Анна Михайловна тихо засмеялась и пообещала когда-нибудь повезти нас в Москву.
И мы доехали до Люберец и разошлись. Было еще непривычно рано, и, проходя по полю от станции к дому, я нарвал каких-то цветов.
Мама встретила меня тревожно. Она всегда тревожилась, когда я уходил из дома, но увидела цветы и растерялась: «Что это?» И вдруг расплакалась, Я ничего не понял, но вот сейчас думаю, что эти цветы как-то связаны с музеем, с учительницей, с портретом актрисы… С этим синим праздничным днем.
Но откуда я мог тогда понимать, что я дарил маме первые и последние, и единственные в ее жизни цветы, и оставалось ей жить на свете всего три месяца, и она, вероятно, догадывалась, а может быть, знала об этом.
Кто, кто в теремочке живет?
Вернемся к дому, тому самому, что имеет подвал, чулан и крошечную комнату, где проживаем мы с отцом и мамой.
Отца сюда поселили от завода как бы против воли хозяев. Это я узнаю позже. Но я и тогда чувствовал, что мы чужие, и с моими родителями хозяева, то есть тетя Таня и дядя Ваня, не дружат. Они дружат с нашими соседями Воронцовыми, которые приходятся им дальними родственниками.
Был случай, который я запомнил: хозяева справляли Пасху (вот теперь я вспомнил и чердак, на нем хранились разные доски, связанные кожаным ремнем, для украшения этой самой Пасхи), и меня угостили сладким-пресладким куском от огромной, похожей на белый дворец, сырковой пасхи. Но при этом запомнилось еще сильней — Саше Воронцову дали в подарок монпансье в цветной и круглой жестяной банке, а мне не дали!
Уж как я изгилялся, как крутился-вертелся, разве что глазами не ел дядю Ваню, но ничего мне не перепало. Это было горькое открытие о неравном к нам отношении.
Живя рядом с семьей Саши, у которого папа военный, а мама инженер-конструктор по текстилю, я и так ощущаю разницу между нами. Нами и нашими семьями.
Она начиналась с комнат: у них три, а у нас одна и притом крохотуля.

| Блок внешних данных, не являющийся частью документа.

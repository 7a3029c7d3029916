//! Loading a database from disk
//!
//! Loading happens in one eager pass: the index and every suite file it
//! references are read, parsed and validated. Tree templates are only
//! recorded; they are read when a job is rendered.

use std::{
    any, fs, io,
    path::{Path, PathBuf},
    sync::LazyLock,
};

use serde_yaml::Value;
use tracing::{debug, instrument, trace};

use crate::{
    domain::{Database, Suite, Tree},
    storage::schema::{validate_index, validate_suite, SchemaError},
};

/// Name of the index file inside a database directory.
pub const INDEX_FILE_NAME: &str = "index.yaml";

/// The error type reported for YAML syntax errors, as `crate::Type`.
///
/// It is included verbatim in [`LoadError::Syntax`] messages so that callers
/// can tell parse failures apart from schema failures.
pub static YAML_ERROR_CLASS: LazyLock<String> = LazyLock::new(|| {
    // type_name gives the defining module path (`serde_yaml::error::Error`);
    // report the re-exported name instead.
    let full = any::type_name::<serde_yaml::Error>();
    let krate = full.split("::").next().unwrap_or(full);
    let name = full.rsplit("::").next().unwrap_or(full);
    format!("{krate}::{name}")
});

/// Errors that can occur while loading a database.
#[derive(Debug, thiserror::Error)]
pub enum LoadError {
    /// A file could not be read.
    #[error("Failed to read {}: {error}", path.display())]
    Io {
        /// The file that could not be read.
        path: PathBuf,
        /// The underlying I/O error.
        error: io::Error,
    },

    /// A file is not valid YAML.
    #[error("Failed to parse {}: {}: {error}", path.display(), YAML_ERROR_CLASS.as_str())]
    Syntax {
        /// The malformed file.
        path: PathBuf,
        /// The parser diagnostic.
        error: serde_yaml::Error,
    },

    /// A file is valid YAML but does not match its schema.
    #[error("{}: {error}", path.display())]
    Schema {
        /// The offending file.
        path: PathBuf,
        /// What was wrong with it.
        error: SchemaError,
    },

    /// A suite file referenced from the index does not exist.
    #[error("Suite file not found: {}", path.display())]
    SuiteNotFound {
        /// The resolved path of the missing suite file.
        path: PathBuf,
    },
}

impl Database {
    /// Loads the database stored in the given directory.
    ///
    /// # Errors
    ///
    /// See [`load`].
    pub fn open(directory: &Path) -> Result<Self, LoadError> {
        load(&directory.join(INDEX_FILE_NAME))
    }
}

/// Loads a database from its index file.
///
/// Suite and template references are resolved relative to the directory
/// containing the index. Loading stops at the first error.
///
/// # Errors
///
/// This function fails if:
///
/// - the index or a suite file cannot be read
/// - a file is not valid YAML
/// - a file does not match the schema of its kind
/// - a referenced suite file does not exist
#[instrument(level = "debug")]
pub fn load(index_path: &Path) -> Result<Database, LoadError> {
    let root = index_path.parent().unwrap_or_else(|| Path::new(""));

    let index = validate_index(read_yaml(index_path)?).map_err(|error| LoadError::Schema {
        path: index_path.to_path_buf(),
        error,
    })?;

    let suites = index
        .suites
        .iter()
        .map(|reference| load_suite(&root.join(reference)))
        .collect::<Result<Vec<_>, _>>()?;

    let trees = index
        .trees
        .into_iter()
        .map(|(name, template)| Tree::new(name, root.join(template)));

    let mut database = Database::new()
        .with_host_types(index.host_types)
        .with_recipesets(index.recipesets)
        .with_arches(index.arches)
        .with_trees(trees)
        .with_suites(suites);
    if let Some(regex) = index.host_type_regex {
        database = database.with_host_type_regex(regex);
    }

    debug!(
        host_types = database.host_types().len(),
        recipesets = database.recipesets().len(),
        trees = database.trees().len(),
        suites = database.suites().len(),
        "loaded database"
    );

    Ok(database)
}

fn load_suite(path: &Path) -> Result<Suite, LoadError> {
    let value = read_yaml(path).map_err(|e| match e {
        LoadError::Io { path, error } if error.kind() == io::ErrorKind::NotFound => {
            LoadError::SuiteNotFound { path }
        }
        other => other,
    })?;

    validate_suite(value, path).map_err(|error| LoadError::Schema {
        path: path.to_path_buf(),
        error,
    })
}

fn read_yaml(path: &Path) -> Result<Value, LoadError> {
    trace!(path = %path.display(), "reading");

    let content = fs::read_to_string(path).map_err(|error| LoadError::Io {
        path: path.to_path_buf(),
        error,
    })?;

    serde_yaml::from_str(&content).map_err(|error| LoadError::Syntax {
        path: path.to_path_buf(),
        error,
    })
}

#[cfg(test)]
mod tests {
    use super::*;

    fn write(dir: &Path, files: &[(&str, &str)]) {
        for (name, content) in files {
            fs::write(dir.join(name), content).unwrap();
        }
    }

    const HOSTS: &str = r"
host_type_regex: ^normal
host_types:
  normal: {}
  panicky:
    ignore_panic: true
  multihost_1: {}
recipesets:
  rcs1:
    - normal
    - panicky
  rcs2:
    - multihost_1
    - multihost_2
";

    #[test]
    fn empty_index_loads_an_empty_database() {
        let tmp = tempfile::tempdir().unwrap();
        write(tmp.path(), &[(INDEX_FILE_NAME, "# Empty but valid database\n{}\n")]);

        let db = Database::open(tmp.path()).unwrap();

        assert!(db.trees().is_empty());
        assert!(db.arches().is_empty());
        assert!(db.suites().is_empty());
    }

    #[test]
    fn references_resolve_relative_to_the_index() {
        let tmp = tempfile::tempdir().unwrap();
        fs::create_dir(tmp.path().join("suites")).unwrap();
        write(
            tmp.path(),
            &[
                (
                    INDEX_FILE_NAME,
                    &format!("{HOSTS}arches: [arch]\ntrees:\n  tree: tree.xml\nsuites:\n  - suites/one.yaml\n"),
                ),
                (
                    "suites/one.yaml",
                    "description: one\nmaintainers: [maint1]\ncases:\n  - name: case1\n    max_duration_seconds: 600\n",
                ),
            ],
        );

        let db = Database::open(tmp.path()).unwrap();

        assert_eq!(db.tree("tree").unwrap().template(), tmp.path().join("tree.xml"));
        assert_eq!(db.suites()[0].path(), tmp.path().join("suites/one.yaml"));
        assert_eq!(db.suites()[0].cases()[0].name(), "case1");
        assert_eq!(db.host_types().len(), 3);
        assert!(db.host_type("panicky").unwrap().ignore_panic());
        assert!(db.host_type_regex().is_some());
    }

    #[test]
    fn templates_are_not_read_at_load_time() {
        let tmp = tempfile::tempdir().unwrap();
        write(tmp.path(), &[(INDEX_FILE_NAME, "trees:\n  tree: missing.xml\n")]);

        assert!(Database::open(tmp.path()).is_ok());
    }

    #[test]
    fn missing_index_is_an_io_error() {
        let tmp = tempfile::tempdir().unwrap();

        let error = Database::open(tmp.path()).unwrap_err();
        assert!(matches!(error, LoadError::Io { .. }));
        assert!(error.to_string().contains(INDEX_FILE_NAME));
    }

    #[test]
    fn missing_suite_names_the_file() {
        let tmp = tempfile::tempdir().unwrap();
        write(
            tmp.path(),
            &[(INDEX_FILE_NAME, &format!("{HOSTS}trees:\n  tree: tree.xml\nsuites:\n  - missing.yaml\n"))],
        );

        let error = Database::open(tmp.path()).unwrap_err();
        assert!(matches!(error, LoadError::SuiteNotFound { .. }));
        assert!(error.to_string().contains("missing.yaml"));
    }

    #[test]
    fn syntax_errors_name_the_parser_error_type() {
        assert_eq!(YAML_ERROR_CLASS.as_str(), "serde_yaml::Error");
    }

    #[test]
    fn malformed_index_reports_the_parser_error() {
        let tmp = tempfile::tempdir().unwrap();
        write(tmp.path(), &[(INDEX_FILE_NAME, &format!("{HOSTS}\ntree: {{\n"))]);

        let error = Database::open(tmp.path()).unwrap_err();
        assert!(matches!(error, LoadError::Syntax { .. }));
        assert!(error.to_string().contains(YAML_ERROR_CLASS.as_str()));
    }

    #[test]
    fn malformed_suite_reports_the_parser_error() {
        let tmp = tempfile::tempdir().unwrap();
        write(
            tmp.path(),
            &[
                (INDEX_FILE_NAME, &format!("{HOSTS}suites:\n  - suite.yaml\n")),
                ("suite.yaml", "{\nmaintainers:\n"),
            ],
        );

        let error = Database::open(tmp.path()).unwrap_err();
        assert!(error.to_string().contains(YAML_ERROR_CLASS.as_str()));
        assert!(error.to_string().contains("suite.yaml"));
    }

    #[test]
    fn invalid_index_data_is_a_schema_error() {
        let tmp = tempfile::tempdir().unwrap();
        write(
            tmp.path(),
            &[(INDEX_FILE_NAME, &format!("{HOSTS}trees: {{}}\nunknown_node: True\n"))],
        );

        let error = Database::open(tmp.path()).unwrap_err();
        assert!(error.to_string().contains("Invalid Base data"));
    }

    #[test]
    fn invalid_suite_data_is_a_schema_error() {
        let tmp = tempfile::tempdir().unwrap();
        write(
            tmp.path(),
            &[
                (INDEX_FILE_NAME, &format!("{HOSTS}suites:\n  - suite.yaml\n")),
                ("suite.yaml", "description: Suite data with missing nodes\ncases: []\n"),
            ],
        );

        let error = Database::open(tmp.path()).unwrap_err();
        assert!(error.to_string().contains("Invalid Suite data"));
    }

    #[test]
    fn first_bad_suite_stops_the_load() {
        let tmp = tempfile::tempdir().unwrap();
        write(
            tmp.path(),
            &[
                (INDEX_FILE_NAME, "suites:\n  - first.yaml\n  - second.yaml\n"),
                ("first.yaml", "description: d\n"),
            ],
        );

        let error = Database::open(tmp.path()).unwrap_err();
        assert!(matches!(error, LoadError::Schema { ref path, .. } if path.ends_with("first.yaml")));
    }
}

Тетя Нина тонкая, энергичная женщина, больше я ничего о ней не помню. Но еще помню, что они приезжают с грибов и тетя Нина пьет вино… а потом, вдобавок, курит. Это кажется мне невероятным.

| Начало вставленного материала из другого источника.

use std::io::Write;

use quick_xml::{
    events::{BytesEnd, BytesStart, BytesText, Event},
    Writer,
};

use crate::{
    domain::{Database, HostType},
    render::{HostSelection, RenderError, SuiteSelection},
};

/// Serializes the selected hosts as a sequence of `host` elements.
///
/// Returns an empty string when nothing is selected.
pub(crate) fn write_hosts(
    database: &Database,
    hosts: &[HostSelection<'_>],
) -> Result<String, RenderError> {
    let mut writer = Writer::new_with_indent(Vec::new(), b' ', 2);
    for host in hosts {
        write_host(&mut writer, database, host)?;
    }

    let xml = String::from_utf8(writer.into_inner()).map_err(|e| RenderError::Xml(e.to_string()))?;
    Ok(xml.trim().to_string())
}

fn write_host<W: Write>(
    writer: &mut Writer<W>,
    database: &Database,
    host: &HostSelection<'_>,
) -> Result<(), RenderError> {
    let mut start = BytesStart::new("host");
    start.push_attribute(("name", host.host_type.name()));
    if host.host_type.ignore_panic() {
        start.push_attribute(("ignore_panic", "true"));
    }
    emit(writer, Event::Start(start))?;

    for recipeset in &host.recipesets {
        let mut start = BytesStart::new("recipeset");
        start.push_attribute(("name", recipeset.name()));
        emit(writer, Event::Start(start))?;

        for member in recipeset.members() {
            let mut element = BytesStart::new("member");
            element.push_attribute(("name", member.as_str()));
            // Members need not be declared host types.
            if database.host_type(member).is_some_and(HostType::ignore_panic) {
                element.push_attribute(("ignore_panic", "true"));
            }
            emit(writer, Event::Empty(element))?;
        }

        emit(writer, Event::End(BytesEnd::new("recipeset")))?;
    }

    for suite in &host.suites {
        write_suite(writer, suite)?;
    }

    emit(writer, Event::End(BytesEnd::new("host")))
}

fn write_suite<W: Write>(
    writer: &mut Writer<W>,
    selection: &SuiteSelection<'_>,
) -> Result<(), RenderError> {
    let mut start = BytesStart::new("suite");
    start.push_attribute(("description", selection.suite.description()));
    emit(writer, Event::Start(start))?;

    for maintainer in selection.suite.maintainers() {
        emit(writer, Event::Start(BytesStart::new("maintainer")))?;
        emit(writer, Event::Text(BytesText::new(maintainer)))?;
        emit(writer, Event::End(BytesEnd::new("maintainer")))?;
    }

    for case in &selection.cases {
        let duration = case.max_duration_seconds().to_string();
        let mut element = BytesStart::new("case");
        element.push_attribute(("name", case.name()));
        element.push_attribute(("max_duration_seconds", duration.as_str()));
        if case.is_waived() {
            element.push_attribute(("waived", "true"));
        }
        emit(writer, Event::Empty(element))?;
    }

    emit(writer, Event::End(BytesEnd::new("suite")))
}

fn emit<W: Write>(writer: &mut Writer<W>, event: Event<'_>) -> Result<(), RenderError> {
    writer
        .write_event(event)
        .map_err(|e| RenderError::Xml(e.to_string()))
}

А у дяди Коли военный мундир, и он «ходит на службу».
На фотографии, которая стоит у него на письменном столе, он изображен на лыжах на соревновании, где он, по рассказам Саши, занял первое место.
На этом, кстати, столе находился огромный кусок стекла, выпиленный в виде многогранника. Когда на него падало солнце, по всей комнате разлетались сотни разноцветных зайчиков. Это стекло было нашей нестареющей игрушкой: крутить его на солнце и смотреть, как летят по потолку, по стенам, по мебели цветные искры. Синие, зеленые, красные.

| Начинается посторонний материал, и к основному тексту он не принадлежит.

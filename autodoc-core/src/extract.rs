//! Docstring extraction with bounded regeneration
//!
//! Model output is noisy: the docstring is whatever sits between the first
//! `"""` and the next one. A reply with no opening marker is worth asking
//! for again; anything the oracle itself reports as a failure is not retried
//! here.

use crate::ast::{FunctionNode, SyntaxTree};
use crate::oracle::{Oracle, OracleError};
use crate::prompt::PromptTemplate;
use thiserror::Error;
use tracing::{debug, warn};

/// Marker that opens and closes a docstring in model output
pub const DOC_DELIMITER: &str = "\"\"\"";

pub const DEFAULT_MAX_ATTEMPTS: usize = 2;

#[derive(Debug, Clone, PartialEq, Eq, Error)]
pub enum ExtractionError {
    #[error("response contains no opening \"\"\" delimiter")]
    NoOpeningDelimiter,
}

#[derive(Debug, Error)]
pub enum ObtainError {
    #[error("failed to generate docstring after {attempts} attempts for function {function}")]
    Exhausted { function: String, attempts: usize },

    #[error("oracle failed for function {function}: {source}")]
    Oracle {
        function: String,
        #[source]
        source: OracleError,
    },
}

impl ObtainError {
    pub fn function(&self) -> &str {
        match self {
            ObtainError::Exhausted { function, .. } | ObtainError::Oracle { function, .. } => {
                function
            }
        }
    }
}

/// One function to document, identified by name
#[derive(Debug, Clone, PartialEq, Eq)]
pub struct GenerationRequest {
    pub function: String,
    /// Verbatim source of the function
    pub snippet: String,
}

impl GenerationRequest {
    pub fn new(function: impl Into<String>, snippet: impl Into<String>) -> Self {
        GenerationRequest {
            function: function.into(),
            snippet: snippet.into(),
        }
    }

    /// Request for `function` using its text in the parsed source
    pub fn for_function(tree: &SyntaxTree, function: &FunctionNode) -> Self {
        let snippet = tree
            .source_segment(&function.span)
            .unwrap_or_default()
            .trim_end();
        GenerationRequest::new(function.name.clone(), snippet)
    }
}

/// Carve a docstring out of a raw response
///
/// A missing closing marker means the docstring runs to the end of the text.
pub fn extract(response: &str) -> Result<String, ExtractionError> {
    let start = response
        .find(DOC_DELIMITER)
        .ok_or(ExtractionError::NoOpeningDelimiter)?
        + DOC_DELIMITER.len();
    let rest = &response[start..];
    let end = rest.find(DOC_DELIMITER).unwrap_or(rest.len());
    Ok(rest[..end].to_string())
}

#[derive(Debug, Clone)]
pub struct ExtractionPolicy {
    pub max_attempts: usize,
    pub prompt: PromptTemplate,
}

impl Default for ExtractionPolicy {
    fn default() -> Self {
        ExtractionPolicy {
            max_attempts: DEFAULT_MAX_ATTEMPTS,
            prompt: PromptTemplate::default(),
        }
    }
}

impl ExtractionPolicy {
    pub fn new(max_attempts: usize, prompt: PromptTemplate) -> Self {
        ExtractionPolicy {
            max_attempts,
            prompt,
        }
    }

    /// Ask `oracle` for a docstring until one can be extracted
    ///
    /// Each reply without an opening delimiter uses up one attempt. Oracle
    /// failures end the loop at once.
    pub fn obtain(
        &self,
        request: &GenerationRequest,
        oracle: &dyn Oracle,
    ) -> Result<String, ObtainError> {
        let prompt = self.prompt.render(&request.snippet);

        for attempt in 1..=self.max_attempts {
            let response = oracle
                .generate(&prompt)
                .map_err(|source| ObtainError::Oracle {
                    function: request.function.clone(),
                    source,
                })?;

            match extract(&response) {
                Ok(docstring) => {
                    debug!(
                        function = %request.function,
                        attempt,
                        "extracted docstring"
                    );
                    return Ok(docstring);
                }
                Err(err) => {
                    warn!(
                        function = %request.function,
                        attempt,
                        max_attempts = self.max_attempts,
                        "{}, regenerating",
                        err
                    );
                }
            }
        }

        Err(ObtainError::Exhausted {
            function: request.function.clone(),
            attempts: self.max_attempts,
        })
    }
}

В этой комнате вместе с родителями спал сам Саша.
Здесь же мы демонстрировали фильмы из диапроектора, по тем временам это была дорогая игрушка!
Диапроектор был с настоящей электрической лампой внутри, с увеличительным стеклом в объективе, а к нему в придачу несколько коробочек с квадратными стеклянными диапозитивами.
Один из фильмов назывался «Три поросенка». Мы резали из бумаги входные билеты и приглашали взрослых на сеанс: дядю Колю, тетю Нину, а также Витю Паукшту, Вилю и присутствующих гостей.
Приходили дядька и тетка Сашины со своим сыном Шуркой, он был чуть помоложе нас, а я запомнил лишь, что слово «шнурок» он произносил — «срунок». Взрослые повторяли это слово и почему-то смеялись.